De même que les étiquettes terroristes offrent aux jeunes une identité, la sécularisation détruit morceau par morceau le sens de l'être humain. Comme l'a expliqué Mgr Livio Melina, président de l'Institut pontifical Jean-Paul II pour les études sur le mariage et la famille, le but du sécularisme est de construire «une société qui concède le plaisir hédoniste du sexe, mais enlève à l'homme la joie de la procréation, c'est-à-dire la participation au processus de la création en engendrant des enfants».

Le combat de l'Eglise est ensuite mené sur la nécessité d'éduquer les êtres humains à propos de leur égoïsme, afin de recréer une nouvelle société. Il est mené, en résumé, afin de rendre l'Église plus divine.

André Joseph Léonard, Archevêque émérite de Bruxelles, le sait très bien: il a fait de l'augmentation des vocations au sacerdoce et des visites pastorales dans les paroisses le cœur de son travail dans l'Archidiocèse de Malines-Bruxelles, conscient qu'il est que la société doit être reconstruite à partir des racines (cf. www.acistampa.com).
Le cardinal Wilhelm Eijk, archevêque d'Utrecht, le sait aussi. Dans une récente interview à ACI Stampa, il a souligné que la sécularisation avait commencé à se répandre dans les années 40, lorsque «de nombreux catholiques ne pouvaient plus voir un lien entre leur foi et leur vie quotidienne. Ils ne rejetaient pas la foi, ils acceptaient la doctrine de l'Eglise, mais ils ne voyaient plus de lien entre la doctrine et leur vie quotidienne. C'est là que la sécularisation est née, car un individu qui ne voit pas une relation entre la foi et sa propre vie peut facilement perdre la foi».

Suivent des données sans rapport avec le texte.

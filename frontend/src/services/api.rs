use gloo::net::http::Request;
use shared::{decode_body, DashboardError, Result, TransactionRepository, TransactionsResponse, TRANSACTIONS_PATH};

/// API client for communicating with the backend server
#[derive(Clone, Debug, PartialEq)]
pub struct ApiClient {
    base_url: String,
}

impl ApiClient {
    /// Create a new API client with a custom base URL
    pub fn with_base_url(base_url: String) -> Self {
        Self {
            base_url: base_url.trim_end_matches('/').to_string(),
        }
    }

    pub fn base_url(&self) -> &str {
        &self.base_url
    }

    /// Full URL of an endpoint path such as `/transactions`.
    pub fn endpoint(&self, path: &str) -> String {
        format!("{}/{}", self.base_url, path.trim_start_matches('/'))
    }

    /// GET an endpoint and return the raw body. Non-2xx statuses are errors.
    async fn get_text(&self, path: &str) -> Result<String> {
        let response = Request::get(&self.endpoint(path))
            .send()
            .await
            .map_err(|e| DashboardError::Network(e.to_string()))?;

        if !response.ok() {
            return Err(DashboardError::Status(response.status()));
        }

        response
            .text()
            .await
            .map_err(|e| DashboardError::Network(e.to_string()))
    }
}

impl TransactionRepository for ApiClient {
    async fn fetch_transactions(&self) -> Result<Option<TransactionsResponse>> {
        let body = self.get_text(TRANSACTIONS_PATH).await?;
        decode_body(&body)
    }
}

#[cfg(test)]
mod tests {
    use super::*;
    use wasm_bindgen_test::*;

    wasm_bindgen_test_configure!(run_in_browser);

    #[wasm_bindgen_test]
    fn test_default_base_url() {
        let client = ApiClient::with_base_url(crate::services::config::DEFAULT_API_BASE_URL.to_string());
        assert_eq!(client.base_url(), "http://localhost:3333");
    }

    #[wasm_bindgen_test]
    fn test_endpoint_joins_paths() {
        let client = ApiClient::with_base_url("https://api.example.com/v1/".to_string());
        assert_eq!(client.base_url(), "https://api.example.com/v1");
        assert_eq!(client.endpoint("/transactions"), "https://api.example.com/v1/transactions");
        assert_eq!(client.endpoint("transactions"), "https://api.example.com/v1/transactions");
    }
}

La condamnation des marchands d'armes est nécessaire, mais pas suffisante. Les grands enjeux derrière la sécularisation qui ont conduit à la situation actuelle résident dans cette colonisation de l'être humain qui gouvernait aussi l'Argentine de François. Quand le pape a été élu, le rapport de l'Observatoire Van Thuan sur l'enseignement social de l'Eglise dans le monde venait de sortir. Le rapport portait sur la «colonisation de l'être humain» et incluait aussi quelque chose sur le cas de l'Argentine. En d'autres termes, le Pape a connu ces problèmes, et il sait très bien quelles questions sont en jeu.

François a développé la question de la protection de l'être humain quand il a parlé au Parlement européen et au Conseil de l'Europe le 25 novembre 2014, et quand il a prononcé des discours à l'ONU et à Nairobi. Mais ces questions sont à peine présentes dans ses homélies, catéchèses et commentaires d'Angelus, et ils semblent disparaître lorsque des événements comme les attaques de Bruxelles ou de Paris ont lieu.

Ces questions sont en fin de compte le noyau de la nouvelle évangélisation.
La religion n'est pas le problème, mais plutôt la solution du problème.
Comme les cathédrales belges, l'Église doit diriger son regard vers le ciel, et proposer à nouveau ce modèle chrétien de société qui a façonné la civilisation occidentale. Ce modèle est encore en cours et en vie, en dépit de ce qui est dit communément. Quand l'Église fait sien le débat séculier, elle a 200 ans de retard. Mais quand elle fixe son regard sur le ciel, ses pieds sont bien ancrés dans le futur.